To begin the story at the beginning, read "Part 1: Post 1: Beginning Again," published in January, 2013. To consult a description of the campus, read "Part 1: Post 14: The Greening of Campus," published in March, 2013.

Joy

Joy is the healing master at the school, meaning she is responsible for the healing curriculum, even though most of the other masters are healers as well, in one way or another. Joy is a veterinarian who specializes in working with rescued horses, as well as a “horse whisperer.” She rehabilitates problem horses and trains certain horses as therapy animals. Most of the clients she and her horses work with are trauma survivors in one way or another. Many have physical disabilities or are on the autism spectrum. She cannot teach veterinary medicine, but she does teach various aspects of emergency medicine and veterinary nursing, as well as the intangibles of healing both humans and animals, such as bedside manner and how to cope with the pain and death of patients.
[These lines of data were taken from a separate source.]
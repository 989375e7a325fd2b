pub mod api;
pub mod app;
pub mod config;
pub mod errors;
pub mod handlers;
pub mod locale;
pub mod models;
pub mod mutations;
pub mod query;
pub mod state;
pub mod summary;
pub mod ui;

pub use app::router;
pub use config::Config;
pub use state::AppState;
Joy is tall and slim, with long, grey-brown curly hair. She is rarely in uniform, preferring jeans and a Western-style shirt, and spends most of her time on campus with the animals and the students who help her care for them. She is forty-four years old when the story starts, and lives off-campus. She is divorced and has a grown daughter. She is an animal communicator, and takes seriously the idea that animals can be healers as well as patients, and that everyone, human and otherwise, is both in need of healing and able to heal others.